There is a moment in Deep Dish Theater Company’s production of Cat’s-Paw–a two-act play written by William Mastrosimone and directed by Paul Frellick–that rings so true, it almost takes your breath away. Television news anchor Jessica Lyons questions Victor, the self-styled “urban guerrilla leader” of an eco-terrorist group, about the human consequences of their violent acts. She asks Victor what he feels when confronted with images of stretchers, IV bottles, and dying people.

“Success,” he replies.

Victor then enlarges his answer, bringing his priorities into focus with an irrefutable logic. “Success is when they cancel the soap operas,” he pronounces. Victor’s concern for the purity of the world’s water supply is matched only by his obsession with press coverage for his group, the People’s Guard. And when it comes to the media, Victor is two parts savant and one part sycophant. He grants Lyons the exclusive rights to cover the story: The group has kidnapped an EPA official and demanded the publication of a Unabomberish “rambling tract regarding the evils of water pollution.” But five weeks later, no newspaper has complied, so the group explodes a McVeigh-like bomb near the EPA building in Washington, killing 27 people and bringing the city to a halt. “Army troops are at every intersection,” Victor’s compatriot Kathy reports. “I heard the President left the city.”

Victor’s zealous political commitment and his cognizance of the media’s importance combine to produce a power struggle between Victor and Jessica that defines the drama’s morally ambiguous center. They play a game of mutual flattery, manipulation and psychological brinkmanship that raises a number of familiar but important questions about ethics, the media and the political process. Their conflict gives the play its title: A cat’s-paw is a person used by others, a stooge or a pawn. The term derives from the fable of the cat who, after being convinced by a monkey that its paws resemble the master’s hands, rakes the master’s chestnuts from the fire. The cat burns its paws and the monkey savors the feast.

The cunning Victor has chosen Jessica as his cat’s-paw for several reasons. A fan of long standing, and therefore caught up in her manufactured image, he admires her bravado. As he plans the group’s next violent action, Victor acknowledges and encourages media complicity, raising the stakes for Jessica by factoring her presence into the event beforehand: “In the background, a car veers out of normal traffic . . . it just happens to be in view of your camera. . . . And Jessica Lyons goes into her standup. . . . Impromptu.”

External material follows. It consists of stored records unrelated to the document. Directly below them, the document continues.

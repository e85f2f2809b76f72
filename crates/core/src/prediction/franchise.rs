use crate::domain::movie::MovieRecord;

/// Titles that belong to a franchise without carrying its name.
pub const FRANCHISE_ALIASES: [(&str, &[&str]); 5] = [
    ("Batman", &["Dark Knight"]),
    ("Harry Potter", &["Fantastic Beasts"]),
    ("Lord of the Rings", &["The Hobbit"]),
    (
        "The Fast and the Furious",
        &["2 Fast 2 Furious", "Fast Five", "Fast & Furious", "Furious", "Fate of the Furious", "F9"],
    ),
    ("X-Men", &["Wolverine"]),
];

/// Series offered by the prediction form.
pub const KNOWN_SERIES: [&str; 16] = [
    "Avengers",
    "Batman",
    "Despicable Me",
    "Harry Potter",
    "Hunger Games",
    "Jurassic",
    "Lord of the Rings",
    "Mission: Impossible",
    "Pirates of the Caribbean",
    "Shrek",
    "Spider-Man",
    "Star Wars",
    "The Fast and the Furious",
    "Toy Story",
    "Transformers",
    "X-Men",
];

pub fn aliases_for(series: &str) -> &'static [&'static str] {
    FRANCHISE_ALIASES
        .iter()
        .find(|(name, _)| *name == series)
        .map(|(_, aliases)| *aliases)
        .unwrap_or(&[])
}

/// Title contains the series name or one of its aliases.
pub fn belongs_to_series(movie: &MovieRecord, series: &str) -> bool {
    movie.title_contains(series)
        || aliases_for(series).iter().any(|alias| movie.title_contains(alias))
}

#[cfg(test)]
mod tests {
    use super::*;

    fn titled(title: &str) -> MovieRecord {
        MovieRecord { title: title.to_string(), ..MovieRecord::placeholder() }
    }

    #[test]
    fn aliases_extend_membership() {
        assert!(belongs_to_series(&titled("The Dark Knight Rises"), "Batman"));
        assert!(belongs_to_series(&titled("Batman Begins"), "Batman"));
        assert!(belongs_to_series(&titled("Furious 7"), "The Fast and the Furious"));
        assert!(!belongs_to_series(&titled("Logan"), "X-Men"));
    }

    #[test]
    fn unknown_series_has_no_aliases() {
        assert!(aliases_for("Star Wars").is_empty());
        assert!(belongs_to_series(&titled("Star Wars: Episode IV"), "Star Wars"));
    }
}
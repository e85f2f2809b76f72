//! Browser-facing routes.
//!
//! - `GET  /`                    landing page with the four dataset summaries and both forms
//! - `GET  /movies`              the full dataset in file order
//! - `POST /prediction_results`  projected sales for the submitted selections
//! - `POST /search_results`      sales-range, top-in-month and top-in-genre searches
//! - `GET  /charts/*`            persisted chart artifacts

use std::collections::HashMap;
use std::path::{Path, PathBuf};
use std::sync::Arc;

use axum::{
    extract::{Form, State},
    http::StatusCode,
    response::Html,
    routing::{get, post},
    Router,
};
use boxoffice_core::{
    aggregation::LandingSummary,
    charts::{ChartSeries, ChartSink},
    domain::{
        movie::{GENRES, MONTHS},
        selection::{parse_series, Rating, SalesType},
    },
    errors::{InsightError, InterfaceError},
    prediction::{franchise::KNOWN_SERIES, PredictionEngine, PredictionRequest},
    query::{search, SearchRequest},
    store::RecordStore,
};
use serde::Deserialize;
use tera::{Context, Tera};
use tower_http::services::ServeDir;
use tracing::{info, warn};
use uuid::Uuid;

type PageResult = Result<Html<String>, (StatusCode, Html<String>)>;

#[derive(Clone)]
pub struct WebState {
    movie_data_path: PathBuf,
    templates: Arc<Tera>,
    chart_sink: Arc<dyn ChartSink>,
    engine: PredictionEngine,
}

impl WebState {
    pub fn new(movie_data_path: PathBuf, chart_sink: Arc<dyn ChartSink>) -> Self {
        Self {
            movie_data_path,
            templates: init_templates(),
            chart_sink,
            engine: PredictionEngine::new(),
        }
    }
}

#[derive(Debug, Default, Deserialize)]
pub struct SearchForm {
    #[serde(default)]
    pub sales_type: String,
    #[serde(default)]
    pub min_input: String,
    #[serde(default)]
    pub max_input: String,
    #[serde(default)]
    pub top_month_movie: String,
    #[serde(default)]
    pub top_genre_movie: String,
}

/// Templates from `templates/` when present, the embedded copies otherwise.
pub fn init_templates() -> Arc<Tera> {
    let mut tera = match Tera::new("templates/**/*.html") {
        Ok(tera) => tera,
        Err(error) => {
            warn!(error = %error, "failed to load templates from filesystem, using embedded copies");
            Tera::default()
        }
    };

    if tera.get_template_names().next().is_none() {
        let embedded = vec![
            ("base.html", include_str!("../../../templates/base.html")),
            ("index.html", include_str!("../../../templates/index.html")),
            ("movies.html", include_str!("../../../templates/movies.html")),
            ("prediction_results.html", include_str!("../../../templates/prediction_results.html")),
            ("search_results.html", include_str!("../../../templates/search_results.html")),
        ];
        if let Err(error) = tera.add_raw_templates(embedded) {
            warn!(error = %error, "embedded templates failed to parse");
        }
    }

    Arc::new(tera)
}

pub fn router(state: WebState, charts_dir: &Path) -> Router {
    Router::new()
        .route("/", get(landing_page))
        .route("/movies", get(movies_page))
        .route("/prediction_results", post(prediction_results))
        .route("/search_results", post(search_results))
        .nest_service("/charts", ServeDir::new(charts_dir))
        .with_state(state)
}

async fn landing_page(State(state): State<WebState>) -> PageResult {
    let correlation_id = new_correlation_id();
    info!(event_name = "web.landing.requested", correlation_id = %correlation_id, "landing page");

    let store = load_records(&state, &correlation_id).await?;
    if store.is_empty() {
        // An empty dataset is reported as unavailable.
        let error = InsightError::DataLoad {
            path: state.movie_data_path.clone(),
            message: "dataset has no records".to_string(),
        };
        return Err(error_page(error.into_interface(correlation_id.as_str())));
    }
    let summary = LandingSummary::compute(store.records())
        .map_err(|error| error_page(error.into_interface(correlation_id.as_str())))?;
    let charts = summary.charts();
    publish_charts(state.chart_sink.as_ref(), &charts, &correlation_id).await;

    let mut context = form_context();
    context.insert("charts", &charts);
    context.insert("record_count", &store.len());
    render(&state, "index.html", &context, &correlation_id)
}

async fn movies_page(State(state): State<WebState>) -> PageResult {
    let correlation_id = new_correlation_id();
    info!(event_name = "web.movies.requested", correlation_id = %correlation_id, "dataset table");

    let store = load_records(&state, &correlation_id).await?;

    let mut context = Context::new();
    context.insert("movies", store.records());
    render(&state, "movies.html", &context, &correlation_id)
}

async fn prediction_results(
    State(state): State<WebState>,
    Form(form): Form<HashMap<String, String>>,
) -> PageResult {
    let correlation_id = new_correlation_id();

    let request = prediction_request(&form)
        .map_err(|error| error_page(error.into_interface(correlation_id.as_str())))?;
    info!(
        event_name = "web.prediction.requested",
        correlation_id = %correlation_id,
        genres = request.genres.len(),
        rating = request.rating_label(),
        month = %request.month,
        series = request.series.as_deref().unwrap_or("None"),
        "prediction requested"
    );

    let store = load_records(&state, &correlation_id).await?;
    let outcome = state
        .engine
        .predict(store.records(), &request)
        .map_err(|error| error_page(error.into_interface(correlation_id.as_str())))?;
    let charts = outcome.charts();
    publish_charts(state.chart_sink.as_ref(), &charts, &correlation_id).await;

    let mut context = Context::new();
    context.insert("outcome", &outcome);
    context.insert("charts", &charts);
    render(&state, "prediction_results.html", &context, &correlation_id)
}

async fn search_results(
    State(state): State<WebState>,
    Form(form): Form<SearchForm>,
) -> PageResult {
    let correlation_id = new_correlation_id();

    let request = SearchRequest::parse(
        &form.sales_type,
        &form.min_input,
        &form.max_input,
        &form.top_month_movie,
        &form.top_genre_movie,
    )
    .map_err(|error| error_page(error.into_interface(correlation_id.as_str())))?;
    info!(
        event_name = "web.search.requested",
        correlation_id = %correlation_id,
        sales_type = request.sales_type.as_str(),
        min = request.min,
        max = request.max,
        month = %request.month,
        genre = %request.genre,
        "search requested"
    );

    let store = load_records(&state, &correlation_id).await?;
    let outcome = search(store.records(), &request)
        .map_err(|error| error_page(error.into_interface(correlation_id.as_str())))?;

    let mut context = Context::new();
    context.insert("outcome", &outcome);
    render(&state, "search_results.html", &context, &correlation_id)
}

/// Reads the selections of the prediction form. Genre checkboxes are recognised by field
/// name and kept in canonical genre order.
fn prediction_request(form: &HashMap<String, String>) -> Result<PredictionRequest, InsightError> {
    let field = |name: &str| form.get(name).map(String::as_str).unwrap_or_default();

    let genres: Vec<String> =
        GENRES.iter().filter(|genre| form.contains_key(**genre)).map(ToString::to_string).collect();
    let rating = Rating::parse_optional(field("ratings"))?;
    let month = field("months").trim().to_string();

    let request = PredictionRequest { genres, rating, month, series: parse_series(field("series")) };
    request.validate()?;
    Ok(request)
}

fn form_context() -> Context {
    let ratings: Vec<&str> = Rating::ALL.iter().map(|rating| rating.as_str()).collect();
    let sales_types: Vec<&str> =
        [SalesType::Domestic, SalesType::International, SalesType::World]
            .iter()
            .map(|sales_type| sales_type.as_str())
            .collect();

    let mut context = Context::new();
    context.insert("genres", &GENRES);
    context.insert("months", &MONTHS);
    context.insert("ratings", &ratings);
    context.insert("series", &KNOWN_SERIES);
    context.insert("sales_types", &sales_types);
    context
}

async fn load_records(
    state: &WebState,
    correlation_id: &str,
) -> Result<RecordStore, (StatusCode, Html<String>)> {
    let path = state.movie_data_path.clone();
    let origin = path.clone();
    let loaded = tokio::task::spawn_blocking(move || RecordStore::load(path))
        .await
        .map_err(|error| InsightError::DataLoad {
            path: origin,
            message: format!("load task aborted: {error}"),
        })
        .and_then(|result| result);

    loaded.map_err(|error| error_page(error.into_interface(correlation_id)))
}

async fn publish_charts(sink: &dyn ChartSink, charts: &[ChartSeries], correlation_id: &str) {
    if let Err(error) = sink.publish_all(charts).await {
        warn!(
            event_name = "web.charts.publish_failed",
            correlation_id = %correlation_id,
            error = %error,
            "chart artifacts were not persisted"
        );
    }
}

fn render(state: &WebState, template: &str, context: &Context, correlation_id: &str) -> PageResult {
    state.templates.render(template, context).map(Html).map_err(|error| {
        error_page(InterfaceError::Internal {
            message: format!("template `{template}` failed to render: {error:?}"),
            correlation_id: correlation_id.to_string(),
        })
    })
}

fn status_for(error: &InterfaceError) -> StatusCode {
    match error {
        InterfaceError::BadRequest { .. } => StatusCode::BAD_REQUEST,
        InterfaceError::ServiceUnavailable { .. } => StatusCode::SERVICE_UNAVAILABLE,
        InterfaceError::Internal { .. } => StatusCode::INTERNAL_SERVER_ERROR,
    }
}

fn error_page(error: InterfaceError) -> (StatusCode, Html<String>) {
    let status = status_for(&error);
    warn!(
        event_name = "web.request.failed",
        correlation_id = %error.correlation_id(),
        status = status.as_u16(),
        error = %error,
        "request failed"
    );

    let html = format!(
        "<h1>{}</h1><p>{}</p><p>Reference: <code>{}</code></p>",
        status.canonical_reason().unwrap_or("Error"),
        error.user_message(),
        error.correlation_id()
    );
    (status, Html(html))
}

fn new_correlation_id() -> String {
    Uuid::new_v4().to_string()
}
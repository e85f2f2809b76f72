pub mod movie;
pub mod selection;
use boxoffice_core::domain::movie::GENRES;
use boxoffice_core::domain::selection::{parse_series, Rating};
use boxoffice_core::errors::InsightError;
use boxoffice_core::prediction::{PredictionEngine, PredictionRequest};
use clap::Args;

use crate::commands::{load_dataset, CommandResult};

#[derive(Debug, Clone, Args)]
pub struct PredictArgs {
    #[arg(long = "genre", help = "Genre to include; repeat for several")]
    pub genres: Vec<String>,
    #[arg(long, default_value = "", help = "G, PG, PG-13 or R; omit for unrated")]
    pub rating: String,
    #[arg(long, help = "Release month, e.g. Jun")]
    pub month: String,
    #[arg(long, default_value = "None", help = "Series the title belongs to")]
    pub series: String,
}

pub fn run(args: &PredictArgs) -> CommandResult {
    let request = match build_request(args) {
        Ok(request) => request,
        Err(error) => return CommandResult::from_insight("predict", error),
    };

    let store = match load_dataset("predict") {
        Ok(store) => store,
        Err(failure) => return failure,
    };

    match PredictionEngine::new().predict(store.records(), &request) {
        Ok(outcome) => CommandResult::success_with_data(
            "predict",
            format!("projected world sales: {}", outcome.world_display),
            &outcome,
        ),
        Err(error) => CommandResult::from_insight("predict", error),
    }
}

/// Genres must be known names; they are kept in canonical order like the web form.
fn build_request(args: &PredictArgs) -> Result<PredictionRequest, InsightError> {
    if let Some(unknown) = args.genres.iter().find(|genre| !GENRES.contains(&genre.as_str())) {
        return Err(InsightError::InvalidInput(format!("unknown genre `{unknown}`")));
    }

    let request = PredictionRequest {
        genres: GENRES
            .iter()
            .filter(|genre| args.genres.iter().any(|selected| selected.as_str() == **genre))
            .map(ToString::to_string)
            .collect(),
        rating: Rating::parse_optional(&args.rating)?,
        month: args.month.trim().to_string(),
        series: parse_series(&args.series),
    };
    request.validate()?;
    Ok(request)
}
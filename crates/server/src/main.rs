mod bootstrap;
mod charts;
mod health;
pub mod web;

use std::time::Duration;

use anyhow::Result;
use boxoffice_core::config::{AppConfig, LoadOptions};
use tokio::sync::oneshot;

fn init_logging(config: &AppConfig) {
    use boxoffice_core::config::LogFormat::*;
    use tracing::Level;

    let log_level = config.logging.level.parse::<Level>().unwrap_or(Level::INFO);

    match config.logging.format {
        Compact => {
            tracing_subscriber::fmt().with_target(false).with_max_level(log_level).compact().init();
        }
        Pretty => {
            tracing_subscriber::fmt().with_target(false).with_max_level(log_level).pretty().init();
        }
        Json => {
            tracing_subscriber::fmt().with_target(false).with_max_level(log_level).json().init();
        }
    }
}

#[tokio::main]
async fn main() -> Result<()> {
    run().await
}

pub async fn run() -> Result<()> {
    // Logging needs the loaded config, so it comes up before bootstrap.
    let config = AppConfig::load(LoadOptions::default())?;
    init_logging(&config);

    let app = bootstrap::bootstrap_with_config(config).await?;
    let server = &app.config.server;

    health::spawn(
        &server.bind_address,
        server.health_check_port,
        app.config.data.movie_data_path.clone(),
    )
    .await?;

    let state = web::WebState::new(app.config.data.movie_data_path.clone(), app.chart_sink.clone());
    let router = web::router(state, app.chart_sink.output_dir());

    let address = format!("{}:{}", server.bind_address, server.port);
    let listener = tokio::net::TcpListener::bind(&address).await?;
    tracing::info!(
        event_name = "system.server.started",
        correlation_id = "bootstrap",
        bind_address = %address,
        "boxoffice-server started"
    );

    let (shutdown_tx, shutdown_rx) = oneshot::channel::<()>();
    let serving = tokio::spawn(async move {
        axum::serve(listener, router)
            .with_graceful_shutdown(async {
                let _ = shutdown_rx.await;
            })
            .await
    });

    wait_for_shutdown().await?;
    tracing::info!(
        event_name = "system.server.stopping",
        correlation_id = "shutdown",
        grace_secs = server.graceful_shutdown_secs,
        "boxoffice-server stopping"
    );
    let _ = shutdown_tx.send(());

    match tokio::time::timeout(Duration::from_secs(server.graceful_shutdown_secs), serving).await {
        Ok(joined) => joined??,
        Err(_) => tracing::warn!(
            event_name = "system.server.shutdown_timeout",
            correlation_id = "shutdown",
            "in-flight requests did not finish within the grace period"
        ),
    }

    Ok(())
}

async fn wait_for_shutdown() -> Result<()> {
    tokio::signal::ctrl_c().await?;
    Ok(())
}
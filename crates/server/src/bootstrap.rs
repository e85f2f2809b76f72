use std::sync::Arc;

use boxoffice_core::config::{AppConfig, ConfigError, LoadOptions};
use thiserror::Error;
use tracing::info;

use crate::charts::JsonChartSink;

pub struct Application {
    pub config: AppConfig,
    pub chart_sink: Arc<JsonChartSink>,
}

#[derive(Debug, Error)]
pub enum BootstrapError {
    #[error(transparent)]
    Config(#[from] ConfigError),
    #[error("chart output directory `{path}` could not be created: {source}")]
    ChartsDir { path: String, source: std::io::Error },
}

pub async fn bootstrap(options: LoadOptions) -> Result<Application, BootstrapError> {
    let config = AppConfig::load(options)?;
    bootstrap_with_config(config).await
}

pub async fn bootstrap_with_config(config: AppConfig) -> Result<Application, BootstrapError> {
    info!(
        event_name = "system.bootstrap.start",
        correlation_id = "bootstrap",
        movie_data_path = %config.data.movie_data_path.display(),
        "starting application bootstrap"
    );

    let output_dir = config.charts.output_dir.clone();
    tokio::fs::create_dir_all(&output_dir).await.map_err(|source| BootstrapError::ChartsDir {
        path: output_dir.display().to_string(),
        source,
    })?;
    info!(
        event_name = "system.bootstrap.charts_ready",
        correlation_id = "bootstrap",
        output_dir = %output_dir.display(),
        "chart output directory ready"
    );

    Ok(Application { config, chart_sink: Arc::new(JsonChartSink::new(output_dir)) })
}

#[cfg(test)]
mod tests {
    use boxoffice_core::config::{ConfigOverrides, LoadOptions};
    use tempfile::TempDir;

    use crate::bootstrap::bootstrap;

    #[tokio::test]
    async fn bootstrap_fails_fast_on_port_collision() {
        let result = bootstrap(LoadOptions {
            overrides: ConfigOverrides {
                server_port: Some(5050),
                health_check_port: Some(5050),
                ..ConfigOverrides::default()
            },
            ..LoadOptions::default()
        })
        .await;

        let message = result.err().expect("error").to_string();
        assert!(message.contains("server.health_check_port"));
    }

    #[tokio::test]
    async fn bootstrap_creates_chart_output_directory() {
        let dir = TempDir::new().expect("temp dir");
        let charts_dir = dir.path().join("static/charts");

        let app = bootstrap(LoadOptions {
            overrides: ConfigOverrides {
                charts_output_dir: Some(charts_dir.clone()),
                movie_data_path: Some(dir.path().join("movie_data.csv")),
                ..ConfigOverrides::default()
            },
            ..LoadOptions::default()
        })
        .await
        .expect("bootstrap should succeed with valid overrides");

        assert!(charts_dir.is_dir());
        assert_eq!(app.chart_sink.output_dir(), charts_dir.as_path());
        assert_eq!(app.config.charts.output_dir, charts_dir);
    }
}
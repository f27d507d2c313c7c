//! sshgate-wire: typed SSH payloads
//!
//! This crate provides the binary payload structures carried by SSH global
//! requests, channel requests and channel-open messages, together with the
//! primitive encoding rules from RFC 4251 section 5.
//!
//! Field order is significant: every payload encodes its fields in exactly
//! the order RFC 4254 (and RFC 8160 for terminal modes, OpenSSH's
//! `PROTOCOL` document for the `streamlocal` extensions) lists them.
//!
//! # Example
//!
//! ```
//! use sshgate_wire::{Payload, request::WindowChange};
//!
//! let change = WindowChange { columns: 120, rows: 40, width: 0, height: 0 };
//! let bytes = change.to_bytes();
//! assert_eq!(WindowChange::decode(&bytes).unwrap(), change);
//! ```
//!
//! # Decoding rules
//!
//! - Truncated input fails with [`DecodeError::Truncated`]
//! - Strings must be valid UTF-8; raw byte fields are kept as-is
//! - Trailing bytes after the last field fail with [`DecodeError::TrailingBytes`]
//! - Booleans follow RFC 4251: any non-zero byte is `true`

pub mod channel;
pub mod codec;
pub mod error;
pub mod global;
pub mod open;
pub mod request;

pub use channel::{ChannelType, RejectionReason};
pub use codec::{Payload, Reader, WireWrite};
pub use error::{DecodeError, Result};
pub use global::GlobalRequestType;
pub use request::RequestType;
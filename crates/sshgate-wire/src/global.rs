//! Global request payloads (RFC 4254 section 7, OpenSSH `PROTOCOL` 2.4).

use std::fmt;

use bytes::{BufMut, BytesMut};

use crate::codec::{Payload, Reader, WireWrite};
use crate::error::Result;

/// Global request type.
#[derive(Debug, Clone, Copy, PartialEq, Eq, Hash)]
pub enum GlobalRequestType {
    /// `keepalive@openssh.com`
    Keepalive,
    /// `tcpip-forward`
    TcpipForward,
    /// `cancel-tcpip-forward`
    CancelTcpipForward,
    /// `streamlocal-forward@openssh.com`
    StreamLocalForward,
    /// `cancel-streamlocal-forward@openssh.com`
    CancelStreamLocalForward,
}

impl GlobalRequestType {
    const ALL: [Self; 5] = [
        Self::Keepalive,
        Self::TcpipForward,
        Self::CancelTcpipForward,
        Self::StreamLocalForward,
        Self::CancelStreamLocalForward,
    ];

    /// The wire name of this request type.
    #[must_use]
    pub const fn as_str(&self) -> &'static str {
        match self {
            Self::Keepalive => "keepalive@openssh.com",
            Self::TcpipForward => "tcpip-forward",
            Self::CancelTcpipForward => "cancel-tcpip-forward",
            Self::StreamLocalForward => "streamlocal-forward@openssh.com",
            Self::CancelStreamLocalForward => "cancel-streamlocal-forward@openssh.com",
        }
    }

    /// Look up a global request type by wire name.
    #[must_use]
    pub fn parse(name: &str) -> Option<Self> {
        Self::ALL.into_iter().find(|t| t.as_str() == name)
    }
}

impl fmt::Display for GlobalRequestType {
    fn fmt(&self, f: &mut fmt::Formatter<'_>) -> fmt::Result {
        f.write_str(self.as_str())
    }
}

/// `tcpip-forward` and `cancel-tcpip-forward` payload.
#[derive(Debug, Clone, PartialEq, Eq)]
pub struct TcpipForward {
    /// Address to bind on the server side.
    pub address: String,
    /// Port to bind; 0 lets the server choose.
    pub port: u32,
}

impl Payload for TcpipForward {
    fn encode(&self, buf: &mut BytesMut) {
        buf.put_ssh_string(&self.address);
        buf.put_u32(self.port);
    }

    fn read(reader: &mut Reader<'_>) -> Result<Self> {
        Ok(Self {
            address: reader.read_string("Address")?,
            port: reader.read_u32("Port")?,
        })
    }
}

/// `streamlocal-forward@openssh.com` and its cancel payload.
#[derive(Debug, Clone, PartialEq, Eq)]
pub struct StreamLocalForward {
    /// Unix socket path to listen on.
    pub socket_path: String,
}

impl Payload for StreamLocalForward {
    fn encode(&self, buf: &mut BytesMut) {
        buf.put_ssh_string(&self.socket_path);
    }

    fn read(reader: &mut Reader<'_>) -> Result<Self> {
        Ok(Self {
            socket_path: reader.read_string("SocketPath")?,
        })
    }
}
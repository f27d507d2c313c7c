//! Property tests for payload decoding.

use proptest::prelude::*;
use sshgate_wire::open::{DirectTcpIp, ForwardedTcpIp};
use sshgate_wire::request::{EnvRequest, ExecRequest, ExitSignal, PtyRequest, WindowChange};
use sshgate_wire::{DecodeError, Payload};

proptest! {
    #[test]
    fn arbitrary_input_never_panics(data in proptest::collection::vec(any::<u8>(), 0..256)) {
        let _ = EnvRequest::decode(&data);
        let _ = PtyRequest::decode(&data);
        let _ = ExecRequest::decode(&data);
        let _ = WindowChange::decode(&data);
        let _ = ExitSignal::decode(&data);
        let _ = ForwardedTcpIp::decode(&data);
        let _ = DirectTcpIp::decode(&data);
    }

    #[test]
    fn env_survives_encoding(name in "[A-Z_]{1,16}", value in "\\PC{0,32}") {
        let env = EnvRequest { name, value };
        prop_assert_eq!(EnvRequest::decode(&env.to_bytes()).unwrap(), env);
    }

    #[test]
    fn every_strict_prefix_is_truncated(cols in any::<u32>(), rows in any::<u32>()) {
        let bytes = WindowChange { columns: cols, rows, width: 0, height: 0 }.to_bytes();
        for len in 0..bytes.len() {
            let err = WindowChange::decode(&bytes[..len]).unwrap_err();
            prop_assert!(err.is_truncated());
        }
    }

    #[test]
    fn appended_bytes_are_rejected(extra in proptest::collection::vec(any::<u8>(), 1..8)) {
        let mut bytes = ExecRequest { exec: "ls".into() }.to_bytes().to_vec();
        bytes.extend_from_slice(&extra);
        prop_assert_eq!(
            ExecRequest::decode(&bytes).unwrap_err(),
            DecodeError::TrailingBytes { count: extra.len() }
        );
    }
}

#[test]
fn pty_request_from_openssh_client() {
    // pty-req as OpenSSH sends it: TERM=xterm-256color, 80x24, VINTR and TTY_OP_ISPEED.
    let mut data = vec![0, 0, 0, 14];
    data.extend_from_slice(b"xterm-256color");
    data.extend_from_slice(&[0, 0, 0, 80, 0, 0, 0, 24, 0, 0, 0, 0, 0, 0, 0, 0]);
    data.extend_from_slice(&[0, 0, 0, 11, 1, 0, 0, 0, 3, 128, 0, 0, 150, 0, 0]);

    let pty = PtyRequest::decode(&data).unwrap();
    assert_eq!(pty.term, "xterm-256color");
    assert_eq!((pty.columns, pty.rows), (80, 24));
    assert_eq!(pty.modes().unwrap(), vec![(1, 3), (128, 38400)]);
}
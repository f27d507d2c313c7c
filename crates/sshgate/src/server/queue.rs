//! Envelopes between the transport adapter and the dispatch loops.
//!
//! Channel opens and global requests are answered by the transport when its
//! callback returns, so the adapter waits for their verdict. Channel requests
//! carry the channel's transport instead: the dispatch loop sends the reply
//! itself and the adapter returns as soon as the request is queued.

use std::sync::Arc;

use bytes::Bytes;
use tokio::sync::{mpsc, oneshot};
use tracing::debug;

use crate::channel::{ChannelTransport, StdinQueue};
use crate::forward::ForwardStream;
use crate::handler::ChannelRejection;

/// Where the verdict on a request goes.
enum Reply {
    Waiting(oneshot::Sender<bool>),
    Channel(Arc<dyn ChannelTransport>),
    Nobody,
}

/// A global or channel request awaiting dispatch.
pub(crate) struct InboundRequest {
    pub(crate) request_type: String,
    pub(crate) payload: Bytes,
    reply: Reply,
}

impl InboundRequest {
    /// A request whose sender waits for the verdict.
    pub(crate) fn new(
        request_type: impl Into<String>,
        payload: Bytes,
    ) -> (Self, oneshot::Receiver<bool>) {
        let (tx, rx) = oneshot::channel();
        let request = Self {
            request_type: request_type.into(),
            payload,
            reply: Reply::Waiting(tx),
        };
        (request, rx)
    }

    /// A channel request answered on `transport`, or not at all when the
    /// client asked for no reply.
    pub(crate) fn on_channel(
        request_type: impl Into<String>,
        payload: Bytes,
        transport: Option<Arc<dyn ChannelTransport>>,
    ) -> Self {
        Self {
            request_type: request_type.into(),
            payload,
            reply: transport.map_or(Reply::Nobody, Reply::Channel),
        }
    }

    /// Deliver the verdict.
    pub(crate) async fn reply(self, accepted: bool) {
        match self.reply {
            Reply::Waiting(tx) => {
                let _ = tx.send(accepted);
            }
            Reply::Channel(transport) => {
                if let Err(e) = transport.reply(accepted).await {
                    debug!(
                        request_type = %self.request_type,
                        error = %e,
                        "Failed to send channel request reply"
                    );
                }
            }
            Reply::Nobody => {}
        }
    }
}

pub(crate) type RequestSender = mpsc::UnboundedSender<InboundRequest>;
pub(crate) type RequestQueue = mpsc::UnboundedReceiver<InboundRequest>;

/// The engine's answer to a channel open.
#[derive(Debug)]
pub(crate) enum OpenDecision {
    Accept,
    Reject(ChannelRejection),
}

/// Everything the engine needs to run a channel once it is accepted.
pub(crate) struct ChannelLink {
    pub(crate) transport: Arc<dyn ChannelTransport>,
    pub(crate) requests: RequestQueue,
    /// Client data, for session channels.
    pub(crate) stdin: Option<StdinQueue>,
    /// The channel as a byte stream, for direct channels.
    pub(crate) stream: Option<Box<dyn ForwardStream>>,
}

/// A channel the client asked to open.
pub(crate) struct InboundChannel {
    pub(crate) channel_type: String,
    pub(crate) extra_data: Bytes,
    pub(crate) link: ChannelLink,
    pub(crate) decision: oneshot::Sender<OpenDecision>,
}

impl InboundChannel {
    pub(crate) fn new(
        channel_type: impl Into<String>,
        extra_data: Bytes,
        link: ChannelLink,
    ) -> (Self, oneshot::Receiver<OpenDecision>) {
        let (tx, rx) = oneshot::channel();
        let channel = Self {
            channel_type: channel_type.into(),
            extra_data,
            link,
            decision: tx,
        };
        (channel, rx)
    }
}

pub(crate) type ChannelSender = mpsc::UnboundedSender<InboundChannel>;
pub(crate) type ChannelQueue = mpsc::UnboundedReceiver<InboundChannel>;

The second reason is that he knows Jessica’s career is stalled. Late in a first act of mutual wheeling and dealing, Victor cannily appeals to Jessica’s ambition. If she worked with him, he predicts, she would rise from third-rate weekend anchor to claim top billing. Jessica repeatedly attempts to turn the tables on Victor, trying to influence Kathy–the next suicide bomber–and challenging Victor’s self-interested orchestration of media coverage. Yet Jessica also seeks to capitalize on her unprecedented access to newsworthy subjects, which offers a complex perspective on the interdependency of politics and media, and the questionable ethics on all sides.

Frellick’s direction draws out those ethical contradictions and his casting complicates audience expectations. Mark Filiaci (Victor) is as stereotypically imperious as John Allore (remarkably deft as the kidnapped Darling) is hapless. The latter skillfully provides much-needed comic relief. Yet neither character is what he seems to be. As Victor’s partner in crime, Hope Hynes (Kathy) exudes vulnerability and integrity, qualities that contrast with Jeri Lynn Schulke’s Jessica. Although fearful and nervous, the seasoned anchor still manages to reassess the volatile situation and to hold her own with the terrorists.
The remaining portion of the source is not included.